Journées de l'optimisation 2018

HEC Montréal, Québec, Canada, 7 — 9 mai 2018

Horaire Auteurs Mon horaire

MA6 Simulation and manufacturing

7 mai 2018 10h30 – 12h10

Salle: Serge-Saucier (48)

Présidée par Franklin Djeumou Fomeni

4 présentations

  • 10h30 - 10h55

    Application of simulation and lean techniques for the improvement of glulam production: a case study

    • Marzieh Ghiyasinasab, prés.,
    • Nadia Lehoux, université laval
    • Sylvain Menard, Université du Québec à Chicoutim
    • Caroline Cloutier, Université Laval

    Modular construction manufacturing helps to improve standardization and increase productivity in the construction industry. Glued laminated timber (glulam) is a type of engineered wood which can be used in modular construction as an environment-friendly product. This article considers improvements in the production of curved glulam by investigating the sources of waste and non-value adding activities in the production processes. A simulation model is built for glulam production and validated by a case-study for a gridshell project. Sources of waste are identified, and lean methods are suggested for improvement. The lean solutions are tested in the simulation model and results demonstrate 27% improvement in cycle time and 77% improvement in wait time. Additionally, the impact of applying only 50% elimination of non-value adding activities is compared with 100% elimination.

  • 10h55 - 11h20

    Predicting the behavior of dynamic systems using reduced-order modeling and interval computations

    • Martine Ceberio, prés., University of Texas at El Paso
    • Angel Garcia Contreras, University of Texas at El Paso
    • Leobardo Valera, University of Texas at El Paso

    The ability to conduct fast and reliable simulations of dynamic systems is of special interest to many fields of operations. Such simulations can be very complex and, to be thorough, involve millions of variables, making it prohibitive in CPU time to run repeatedly for many different configurations. Reduced-Order Modeling (ROM) provides a concrete way to handle such complex simulations using a realistic amount of resources. However, uncertainty is hardly taken into account. Changes in the definition of a model, for instance, could have dramatic effects on the outcome of simulations. Therefore, neither reduced models nor initial conclusions could be 100% relied upon. In this research, Interval Constraint Solving Techniques (ICST) are employed to handle and quantify uncertainty. The goal is to identify key features of a given dynamical phenomenon in order to be able to propagate the characteristics of the model forward and predict its future behavior to obtain 100% guaranteed results.
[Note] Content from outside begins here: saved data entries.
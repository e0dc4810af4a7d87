/// Output format selector
#[derive(Debug, Clone, Copy, PartialEq)]
pub enum OutputFormat {
    Human,
    Json,
}

/// Trait for formatting CLI output
pub trait OutputFormatter {
    fn success(&self, message: &str);
    fn error(&self, message: &str);
    fn warn(&self, message: &str);
    fn info(&self, message: &str);
    fn print_json(&self, value: &serde_json::Value);

    /// Prints rows aligned under a header and a rule, as `info` lines
    fn table(&self, columns: &[Column], rows: &[Vec<String>]) {
        let header: Vec<String> = columns.iter().map(|c| c.title.to_string()).collect();
        let rule: Vec<String> = columns.iter().map(|c| "-".repeat(c.width)).collect();
        self.info(&render_row(columns, &header));
        self.info(&render_row(columns, &rule));
        for row in rows {
            self.info(&render_row(columns, row));
        }
    }
}

/// One table column; cells wider than `width` are truncated
#[derive(Debug, Clone, Copy)]
pub struct Column {
    pub title: &'static str,
    pub width: usize,
    pub align_right: bool,
}

impl Column {
    pub const fn left(title: &'static str, width: usize) -> Self {
        Self {
            title,
            width,
            align_right: false,
        }
    }

    pub const fn right(title: &'static str, width: usize) -> Self {
        Self {
            title,
            width,
            align_right: true,
        }
    }
}

/// The last column is not padded
fn render_row(columns: &[Column], cells: &[String]) -> String {
    let mut line = String::new();
    for (i, (column, cell)) in columns.iter().zip(cells).enumerate() {
        if i > 0 {
            line.push(' ');
        }
        let cell = truncate(cell, column.width);
        if i + 1 == columns.len() && !column.align_right {
            line.push_str(&cell);
        } else if column.align_right {
            line.push_str(&format!("{cell:>width$}", width = column.width));
        } else {
            line.push_str(&format!("{cell:<width$}", width = column.width));
        }
    }
    line
}

/// Human-readable output formatter with checkmarks and indentation
pub struct HumanFormatter {
    /// Suppresses `info` lines
    pub quiet: bool,
}

impl OutputFormatter for HumanFormatter {
    fn success(&self, message: &str) {
        println!("\u{2713} {}", message);
    }
    fn error(&self, message: &str) {
        eprintln!("\u{2717} Error: {}", message);
    }
    fn warn(&self, message: &str) {
        eprintln!("\u{26a0} Warning: {}", message);
    }
    fn info(&self, message: &str) {
        if !self.quiet {
            println!("  {}", message);
        }
    }
    fn print_json(&self, _value: &serde_json::Value) {
        // Human formatter doesn't print JSON
    }
}

/// JSON output formatter
pub struct JsonFormatter;

impl OutputFormatter for JsonFormatter {
    fn success(&self, message: &str) {
        println!(
            "{}",
            serde_json::json!({"success": true, "message": message})
        );
    }
    fn error(&self, message: &str) {
        eprintln!(
            "{}",
            serde_json::json!({"success": false, "error": message})
        );
    }
    fn warn(&self, message: &str) {
        eprintln!(
            "{}",
            serde_json::json!({"level": "warning", "message": message})
        );
    }
    fn info(&self, _message: &str) {}
    fn print_json(&self, value: &serde_json::Value) {
        println!(
            "{}",
            serde_json::to_string_pretty(value).unwrap_or_default()
        );
    }
}

pub fn get_formatter(format: OutputFormat, quiet: bool) -> Box<dyn OutputFormatter> {
    match format {
        OutputFormat::Json => Box::new(JsonFormatter),
        OutputFormat::Human => Box::new(HumanFormatter { quiet }),
    }
}

/// Format a byte count into a human-readable string
pub fn format_bytes(bytes: u64) -> String {
    const KB: u64 = 1024;
    const MB: u64 = 1024 * KB;
    const GB: u64 = 1024 * MB;

    if bytes >= GB {
        format!("{:.1} GiB", bytes as f64 / GB as f64)
    } else if bytes >= MB {
        format!("{:.1} MiB", bytes as f64 / MB as f64)
    } else if bytes >= KB {
        format!("{:.1} KiB", bytes as f64 / KB as f64)
    } else {
        format!("{} B", bytes)
    }
}

/// Shortens a string for table columns, keeping the start
pub fn truncate(s: &str, max_len: usize) -> String {
    if s.chars().count() <= max_len {
        s.to_string()
    } else {
        let kept: String = s.chars().take(max_len.saturating_sub(3)).collect();
        format!("{kept}...")
    }
}

/// `s` for plurals in summary lines
pub fn plural(n: usize) -> &'static str {
    if n == 1 {
        ""
    } else {
        "s"
    }
}

#[cfg(test)]
mod tests {
    use super::*;

    #[test]
    fn test_format_bytes() {
        assert_eq!(format_bytes(0), "0 B");
        assert_eq!(format_bytes(1023), "1023 B");
        assert_eq!(format_bytes(1536), "1.5 KiB");
        assert_eq!(format_bytes(120 * 1024 * 1024), "120.0 MiB");
        assert_eq!(format_bytes(3 * 1024 * 1024 * 1024), "3.0 GiB");
    }

    #[test]
    fn test_truncate() {
        assert_eq!(truncate("short", 10), "short");
        assert_eq!(truncate("a-very-long-name.txt", 10), "a-very-...");
        assert_eq!(truncate("ünïcödé-name", 6), "ünï...");
    }

    #[test]
    fn test_render_row_alignment() {
        let columns = [
            Column::left("Name", 6),
            Column::right("Size", 5),
            Column::left("ID", 4),
        ];
        let row = vec!["a.txt".to_string(), "10 B".to_string(), "id-123456".to_string()];
        assert_eq!(render_row(&columns, &row), "a.txt   10 B i...");

        let header = vec!["Name".to_string(), "Size".to_string(), "ID".to_string()];
        assert_eq!(render_row(&columns, &header), "Name    Size ID");
    }

    #[test]
    fn test_plural() {
        assert_eq!(plural(1), "");
        assert_eq!(plural(0), "s");
        assert_eq!(plural(2), "s");
    }
}
// ============================================================================
// SyncReport
// ============================================================================

/// Summary of a completed reconciliation cycle
#[derive(Debug, Clone, Default, PartialEq, Serialize)]
pub struct SyncReport {
    /// Whether the cycle walked the whole remote tree
    pub full_listing: bool,
    /// Remote items new to the local mirror
    pub added: u32,
    /// Local nodes refreshed from the remote
    pub updated: u32,
    /// Local subtrees removed after a remote deletion
    pub removed: u32,
    /// Conflicts raised or refreshed
    pub conflicts: u32,
    /// Local changes left for a later cycle
    pub deferred: u32,
    /// Remote items that matched the local mirror
    pub unchanged: u32,
    /// Remote items rejected as invalid
    pub skipped: u32,
    /// Staged uploads pushed
    pub uploaded: u32,
    /// Local deletes confirmed remotely
    pub deleted_remotely: u32,
    /// Per-item failures that did not abort the cycle
    pub errors: Vec<String>,
    /// Wall-clock duration in milliseconds
    pub duration_ms: u64,
    /// When the cycle completed
    pub finished_at: Option<DateTime<Utc>>,
}

struct Listing {
    items: Vec<RemoteItem>,
    cursor: SyncCursor,
    full: bool,
}

// ============================================================================
// SyncCoordinator
// ============================================================================

/// Reconciles the metadata store with the remote drive
///
/// ## Dependencies
///
/// - `remote`: listing, change stream, uploads and deletes
/// - `store`: the local mirror, cursor, staged uploads and conflicts
/// - `cache`: content ranges to invalidate when a revision changes
/// - `events`: change notifications for subscribers
///
/// At most one cycle runs at a time; local mutations (see
/// [`local`](crate::local)) go through the same coordinator so that every
/// write to the mirror is announced on the bus.
pub struct SyncCoordinator {
    pub(crate) remote: Arc<dyn IRemoteDrive>,
    pub(crate) store: Arc<dyn IMetadataStore>,
    pub(crate) cache: Arc<ContentCache>,
    pub(crate) events: EventBus,
    pub(crate) retry: RetryPolicy,
    phase: watch::Sender<SyncPhase>,
    cycle: tokio::sync::Mutex<()>,
    last_report: Mutex<Option<SyncReport>>,
    last_error: Mutex<Option<String>>,
}
//! Local-origin mutations
//!
//! Uploads, deletes, renames, folder creation and conflict decisions made
//! by the user. They all go through the [`SyncCoordinator`] so that every
//! write to the mirror is published on its event bus. Uploads and deletes
//! only stage the intent; the next cycle pushes them. Renames and folder
//! creation call the remote directly because the UI needs the result.

use bytes::Bytes;
use tracing::{debug, info};
use vaultspace_core::domain::{
    ChangeEvent, DomainError, FileNode, NodeId, Resolution, SyncState,
};
use vaultspace_core::retry::with_retry;
use vaultspace_core::StoreError;

use crate::coordinator::SyncCoordinator;
use crate::SyncError;

impl SyncCoordinator {
    async fn node(&self, id: &NodeId) -> Result<FileNode, SyncError> {
        self.store
            .get(id)
            .await?
            .ok_or_else(|| SyncError::NotFound(id.clone()))
    }

    /// Checks that `parent_id` is the root or an existing folder
    async fn check_parent(&self, parent_id: &NodeId) -> Result<(), SyncError> {
        if parent_id.is_root() {
            return Ok(());
        }
        let parent = self.node(parent_id).await?;
        if !parent.is_folder() {
            return Err(DomainError::NotAFolder(parent_id.to_string()).into());
        }
        Ok(())
    }

    async fn child_named(
        &self,
        parent_id: &NodeId,
        name: &str,
    ) -> Result<Option<FileNode>, SyncError> {
        Ok(self
            .store
            .list_children(parent_id)
            .await?
            .into_iter()
            .find(|n| n.name() == name))
    }

    // ========================================================================
    // Uploads
    // ========================================================================

    /// Stages `data` for upload as `name` under `parent_id`
    ///
    /// An existing file with the same name gets its content replaced and
    /// keeps its id. Otherwise a node with a provisional id is created. The
    /// node is `PendingUpload` until a cycle pushes it.
    ///
    /// # Errors
    /// `SyncError::Conflict` if the existing file is in conflict,
    /// `SyncError::Validation` if the name is taken by a folder or the
    /// existing file is pending deletion.
    pub async fn create_upload(
        &self,
        data: Bytes,
        parent_id: &NodeId,
        name: &str,
        mime_type: &str,
    ) -> Result<FileNode, SyncError> {
        self.check_parent(parent_id).await?;
        let size = data.len() as u64;

        let node = match self.child_named(parent_id, name).await? {
            Some(existing) if existing.is_folder() => {
                return Err(DomainError::InvalidName(format!("{name} is a folder")).into());
            }
            Some(existing) if existing.sync_state() == SyncState::Conflict => {
                return Err(SyncError::Conflict(existing.id().clone()));
            }
            Some(mut existing) => {
                existing.transition_to(SyncState::PendingUpload)?;
                existing.set_size(size);
                existing
            }
            None => FileNode::new_local_file(parent_id.clone(), name, mime_type, size)?,
        };

        self.store.stage_upload(&node, data).await?;
        info!(
            node_id = %node.id(),
            parent_id = %parent_id,
            bytes = size,
            "Upload staged"
        );
        self.publish_upserted(&node);
        Ok(node)
    }

    /// Clears a recorded upload failure so the next cycle tries again
    pub async fn retry_upload(&self, id: &NodeId) -> Result<(), SyncError> {
        match self.store.clear_upload_failure(id).await {
            Ok(()) => {
                info!(node_id = %id, "Upload retry requested");
                Ok(())
            }
            Err(StoreError::NotFound(_)) => Err(SyncError::NotFound(id.clone())),
            Err(err) => Err(err.into()),
        }
    }

    // ========================================================================
    // Deletes
    // ========================================================================

    /// Marks a node for remote deletion
    ///
    /// A node that never reached the remote is removed right away. Staged
    /// content and any open conflict on the node are dropped.
    pub async fn request_delete(&self, id: &NodeId) -> Result<(), SyncError> {
        if id.is_root() {
            return Err(DomainError::RootImmutable.into());
        }
        let node = self.node(id).await?;

        if id.is_provisional() {
            self.remove_local(&node).await?;
            info!(node_id = %id, "Discarded local creation");
            return Ok(());
        }

        let marked = self.store.mark_pending(id, SyncState::PendingDelete).await?;
        match node.sync_state() {
            SyncState::PendingUpload => self.store.discard_upload(id).await?,
            SyncState::Conflict => {
                self.store.discard_upload(id).await?;
                self.store.remove_conflict(id).await?;
            }
            _ => {}
        }

        info!(node_id = %id, "Delete requested");
        self.publish_upserted(&marked);
        Ok(())
    }

    // ========================================================================
    // Renames and folders
    // ========================================================================

    /// Renames a node
    ///
    /// Nodes that exist remotely are renamed there first and adopt the
    /// revision the remote reports; provisional nodes are renamed locally.
    pub async fn rename(&self, id: &NodeId, new_name: &str) -> Result<FileNode, SyncError> {
        if id.is_root() {
            return Err(DomainError::RootImmutable.into());
        }
        let mut node = self.node(id).await?;
        if node.sync_state() == SyncState::Conflict {
            return Err(SyncError::Conflict(id.clone()));
        }
        node.rename(new_name)?;

        if id.is_provisional() {
            self.store.upsert(&node).await?;
            debug!(node_id = %id, name = new_name, "Renamed local creation");
            self.publish_upserted(&node);
            return Ok(node);
        }

        let item = with_retry(&self.retry, "rename", || self.remote.rename(id, new_name)).await?;

        let mut current = self.node(id).await?;
        let previous = current.revision_tag().cloned();
        current.rename(item.name.clone())?;
        match (current.sync_state(), item.revision_tag.clone()) {
            (SyncState::Synced | SyncState::Stale, Some(revision)) => current.mark_synced(revision),
            (_, revision) => current.set_revision(revision),
        }
        self.store.upsert(&current).await?;
        if previous.as_ref() != current.revision_tag() {
            self.cache.invalidate(id);
        }

        info!(node_id = %id, name = current.name(), "Renamed");
        self.publish_upserted(&current);
        Ok(current)
    }

    /// Returns the child folder called `name`, creating it remotely if
    /// it does not exist
    ///
    /// # Errors
    /// `SyncError::Validation` if a file already uses the name.
    pub async fn ensure_folder(&self, parent_id: &NodeId, name: &str) -> Result<FileNode, SyncError> {
        self.check_parent(parent_id).await?;

        if let Some(existing) = self.child_named(parent_id, name).await? {
            if existing.is_folder() {
                return Ok(existing);
            }
            return Err(DomainError::InvalidName(format!("{name} is not a folder")).into());
        }

        let parent_id = &self.restore_placeholders(parent_id).await?;
        let item = with_retry(&self.retry, "create_folder", || {
            self.remote.create_folder(parent_id, name)
        })
        .await?;
        let node = FileNode::from_remote(&item)?;
        self.store.upsert(&node).await?;

        info!(node_id = %node.id(), parent_id = %parent_id, name, "Folder created");
        self.publish_upserted(&node);
        Ok(node)
    }

    // ========================================================================
    // Conflicts
    // ========================================================================

    /// Applies an explicit decision to a conflicted node
    ///
    /// - `KeepLocal`: the remote revision becomes the new base and the node
    ///   returns to `PendingUpload`, so the next cycle pushes it over.
    /// - `KeepRemote`: staged content is dropped and the remote snapshot is
    ///   written as `Stale` (or the node removed when the remote deleted
    ///   it); cached content is invalidated.
    ///
    /// Returns the node as it stands afterwards, `None` if it was removed.
    pub async fn resolve_conflict(
        &self,
        id: &NodeId,
        resolution: Resolution,
    ) -> Result<Option<FileNode>, SyncError> {
        let record = self
            .store
            .get_conflict(id)
            .await?
            .ok_or_else(|| SyncError::NotFound(id.clone()))?;
        let node = self.node(id).await?;
        let same_item = record.remote.id == *id;

        let outcome = match resolution {
            Resolution::KeepLocal => {
                let mut node = node;
                if same_item {
                    node.set_revision(record.remote.revision_tag.clone());
                }
                node.transition_to(SyncState::PendingUpload)?;
                self.store.upsert(&node).await?;
                self.store.remove_conflict(id).await?;
                match self.store.clear_upload_failure(id).await {
                    Ok(()) | Err(StoreError::NotFound(_)) => {}
                    Err(err) => return Err(err.into()),
                }
                self.publish_upserted(&node);
                Some(node)
            }
            Resolution::KeepRemote => {
                self.store.discard_upload(id).await?;
                if record.remote_deleted() || !same_item {
                    self.remove_local(&node).await?;
                }
                if record.remote_deleted() {
                    None
                } else {
                    let mut adopted = FileNode::from_remote(&record.remote)?;
                    adopted.transition_to(SyncState::Stale)?;
                    self.store.upsert(&adopted).await?;
                    self.store.remove_conflict(id).await?;
                    self.cache.invalidate(adopted.id());
                    self.publish_upserted(&adopted);
                    Some(adopted)
                }
            }
        };

        info!(node_id = %id, %resolution, "Conflict resolved");
        self.events.publish(ChangeEvent::ConflictResolved {
            node_id: id.clone(),
            resolution,
        });
        Ok(outcome)
    }
}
This is specifically important in applications, as a reliable understanding of a developing situation could allow for preventative or palliative measures before a situation aggravates.

  • 11h20 - 11h45

    Pre-optimizing tools positions in a CNC machine when facing arbitrary sequences of production

    • Marc-André Ménard, prés., Université Laval
    • Claude-Guy Quimper, Université Laval
    • Jonathan Gaudreault, FORAC Research Consortium, Université Laval

    The manufacturing sector uses numerically controlled machines that require a setup time to change tools to move from manufacturing one product to another. We use a MIP to position the tools in the machine while minimizing the average setup time on a random sequence of products.

  • 11h45 - 12h10

    A multi-objective optimization approach for the blending problem in the tea industry

    • Djeumou Fomeni Franklin, prés., Lancaster University

    The blending problem is one of the oldest and well-known optimisation problems. It is generally
    formulated as a linear program and has been applied in many industries. However, the blending problem
    encountered in the tea industry requires a lot more than a straight forward linear programming formulation. Indeed, the classical blending model would almost always be infeasible for the blending problem
    in the tea industry. This is because it is often not possible to match the characteristics of the blends
    as desired, which prompts the decision makers to search for solutions that are the closest possible to
    the targeted ones. In this talk, I will present a multi-objective optimisation model for the tea
    blending problem that we developed and solved. The model minimises the total cost of the raw materials as well as the violations of the desired characteristic scores of the final blends. I will also present some computational results conducted with real data from a UK-based tea company who brought the problem to us. These results show that our model can provide useful decision support tools to select the best solution option from a set of acceptable ones.